Unfortunately, we are trained to have a waist and everybody tries to stand using their waist which requires an abnormal twisting and abuse of completely the wrong muscles. This is, indeed, exceptionally difficult and exceptionally wrong. I once asked one of my Alexander teachers how many people he observed sitting down and getting up on the train actually knew how to do both actions with complete ease irrespective of their age. His answer was a completely serious ‘zero.’
ISuch is the deterioration of our natural physical state induced by modern lifestyles.
Sadly,
Buri
Edited: November 20, 2021, 7:24 PM · What adult learners (and even returners) struggle with the most is the basic posture of holding the violin, especially the left elbow swinging under the instrument. To someone who did not learn this as a child, this setup will seem extremely awkward and stressful. Ask your teacher to help you get set up correctly with chin rest and shoulder rest (if you will be using an SR) and your basic posture and hand positions. After practicing with that setup for a couple of weeks, get a physical therapy appointment and ask them for a complete set of stretches and strengthening exercises for someone who has "frozen shoulder" or "computer shoulder" even though you don't have that. Those are the kinds of exercises you will need, I believe. You can also take your violin to your physical therapist and show them where you feel stiffness or strain, and let them prescribe exercises for you.
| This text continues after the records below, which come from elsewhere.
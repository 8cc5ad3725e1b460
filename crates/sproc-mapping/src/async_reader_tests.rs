//! Tests for the suspending cursor projections

use crate::test_fixtures::{
    KeyValue, Model, ScriptedCursor, StalledCursor, key_value_cursor, model_cursor,
};
use crate::{AsyncCursorReader, ReadState};
use futures::TryStreamExt;
use pretty_assertions::assert_eq;
use sproc_core::{CancellationToken, CursorSchema, MemoryCursor, ProcError, Value};
use std::time::Duration;

#[tokio::test]
async fn test_to_list_and_first() {
    let mut cursor = model_cursor(3);
    let models = AsyncCursorReader::without_cancellation(&mut cursor)
        .to_list::<Model>()
        .await
        .unwrap();
    assert_eq!(models.len(), 3);

    let mut cursor = model_cursor(3);
    let mut reader = AsyncCursorReader::without_cancellation(&mut cursor);
    assert_eq!(reader.first::<Model>().await.unwrap().id, 1);
    assert_eq!(reader.state(), ReadState::Completed);
    assert_eq!(reader.cursor().remaining(), 0);
}

#[tokio::test]
async fn test_single_and_defaults() {
    let mut cursor = model_cursor(2);
    let err = AsyncCursorReader::without_cancellation(&mut cursor)
        .single::<Model>()
        .await
        .unwrap_err();
    assert!(matches!(err, ProcError::MultipleElements));

    let mut cursor = model_cursor(0);
    let model = AsyncCursorReader::without_cancellation(&mut cursor)
        .single_or_default::<Model>()
        .await
        .unwrap();
    assert_eq!(model, Model::default());

    let mut cursor = model_cursor(0);
    let err = AsyncCursorReader::without_cancellation(&mut cursor)
        .first::<Model>()
        .await
        .unwrap_err();
    assert!(matches!(err, ProcError::EmptySequence));
}

#[tokio::test]
async fn test_dictionary_and_lookup() {
    let pairs = [(1, "A"), (1, "B"), (2, "C")];

    let mut cursor = key_value_cursor(&pairs);
    let dictionary = AsyncCursorReader::without_cancellation(&mut cursor)
        .to_dictionary(|kv: &KeyValue| kv.key)
        .await
        .unwrap();
    assert_eq!(dictionary[&1].value, "B");
    assert_eq!(dictionary[&2].value, "C");

    let mut cursor = key_value_cursor(&pairs);
    let lookup = AsyncCursorReader::without_cancellation(&mut cursor)
        .to_lookup(|kv: &KeyValue| kv.key)
        .await
        .unwrap();
    assert_eq!(lookup[&1].len(), 2);
    assert_eq!(lookup[&2][0].value, "C");
}

#[tokio::test]
async fn test_scalar_set_and_column() {
    let schema = CursorSchema::new(["n"]);
    let rows = vec![vec![Value::Int32(5)], vec![Value::Null], vec![Value::Int32(5)]];

    let mut cursor = MemoryCursor::new(schema.clone(), rows.clone());
    let first = AsyncCursorReader::without_cancellation(&mut cursor)
        .scalar::<i32>()
        .await
        .unwrap();
    assert_eq!(first, 5);

    let mut cursor = MemoryCursor::new(schema.clone(), rows.clone());
    let set = AsyncCursorReader::without_cancellation(&mut cursor)
        .to_set::<i32>()
        .await
        .unwrap();
    assert_eq!(set.into_iter().collect::<Vec<_>>(), [5, 0]);

    let mut cursor = MemoryCursor::new(schema, rows);
    let column = AsyncCursorReader::without_cancellation(&mut cursor)
        .column_by_name::<Option<i32>>("N")
        .await
        .unwrap();
    assert_eq!(column, [Some(5), None, Some(5)]);
}

#[tokio::test]
async fn test_cancellation_after_first_row() {
    let token = CancellationToken::new();
    let mut cursor = ScriptedCursor::new(model_cursor(3)).cancel_after(1, token.clone());
    let mut reader = AsyncCursorReader::new(&mut cursor, token);

    let err = reader.first::<Model>().await.unwrap_err();
    assert!(matches!(err, ProcError::Cancelled));
    assert_eq!(reader.state(), ReadState::Cancelled);
}

#[tokio::test]
async fn test_pre_cancelled_token_never_fetches() {
    let token = CancellationToken::new();
    token.cancel();
    let mut cursor = model_cursor(3);

    let err = AsyncCursorReader::new(&mut cursor, token)
        .scalar::<i64>()
        .await
        .unwrap_err();
    assert!(err.is_cancelled());
    assert_eq!(cursor.fetch_count(), 0);
}

#[tokio::test(start_paused = true)]
async fn test_cancellation_interrupts_a_stalled_fetch() {
    let token = CancellationToken::new();
    let canceller = token.clone();
    tokio::spawn(async move {
        tokio::time::sleep(Duration::from_millis(50)).await;
        canceller.cancel();
    });

    let mut cursor = StalledCursor::new();
    let err = AsyncCursorReader::new(&mut cursor, token)
        .to_list::<Model>()
        .await
        .unwrap_err();
    assert!(matches!(err, ProcError::Cancelled));
}

#[tokio::test]
async fn test_transport_failure_during_drain() {
    let mut cursor = ScriptedCursor::new(model_cursor(3)).fail_after(2);
    let mut reader = AsyncCursorReader::without_cancellation(&mut cursor);

    let err = reader.first::<Model>().await.unwrap_err();
    assert!(matches!(err, ProcError::Transport(_)));
    assert_eq!(reader.state(), ReadState::Failed);
}

#[tokio::test]
async fn test_map_all_streams_rows() {
    let mut cursor = model_cursor(3);
    let mut reader = AsyncCursorReader::without_cancellation(&mut cursor);

    let ids: Vec<i64> = reader
        .map_all::<Model>()
        .map_ok(|m| m.id)
        .try_collect()
        .await
        .unwrap();
    assert_eq!(ids, [1, 2, 3]);
    assert_eq!(reader.state(), ReadState::Completed);
}

#[tokio::test]
async fn test_unconvertible_row_still_drains() {
    let mut cursor = ScriptedCursor::new(model_cursor(5)).bad_row(2);
    let mut reader = AsyncCursorReader::without_cancellation(&mut cursor);

    let err = reader.to_list::<Model>().await.unwrap_err();
    assert!(matches!(err, ProcError::Conversion(_)));
    assert_eq!(reader.state(), ReadState::Completed);
    assert_eq!(reader.cursor().inner().remaining(), 0);
}

#[tokio::test]
async fn test_failed_cursor_is_not_fetched_again() {
    let mut cursor = ScriptedCursor::new(model_cursor(3)).fail_after(1);
    let mut reader = AsyncCursorReader::without_cancellation(&mut cursor);

    assert!(reader.first::<Model>().await.is_err());
    let attempts = reader.cursor().attempts();

    let err = reader.drain().await.unwrap_err();
    assert!(matches!(err, ProcError::Transport(_)));
    assert_eq!(reader.cursor().attempts(), attempts);
    assert_eq!(reader.state(), ReadState::Failed);
}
November 21, 2021, 6:27 AM · Between remote work and violin in the early months of the pandemic my back was hurting (not the first time just more so) so i invested in a 'kneeling chair' for Zoom and I had immediate and lasting improvement.If you have to sit at the computer for long periods in add'n to violin playing, and have back pain, this may help.
November 21, 2021, 12:05 PM · Wonderful and sage advice from everyone for us older folks. Don't forget keeping the finger joints flexible. This is a very gentle process, just a few minutes a day to flex them, especially the first joint next to the fingernail on the fingers of the left hand.
And take care of your weight. I myself am on the Cardiologist's Diet, which is as follows: "If it tastes good, spit it out."
November 21, 2021, 2:30 PM · Hi Sander,
I’ve lost 25kg in the last year following the Eat toLive Guidelines. Watching my wife eat cheesecake is. still a mild form of torture but I get through by focusing on her ‘happiness’ which I -know= is empty, hollow , gratification . Probably….
Anyway, keeping the weight right down definitely helps with the playing.
Cheers,
Burp
November 21, 2021, 4:13 PM · Sander, love the Cardiologist's Diet guiding philosophy :)
November 22, 2021, 11:03 AM · Thank you all, this is so much useful advice.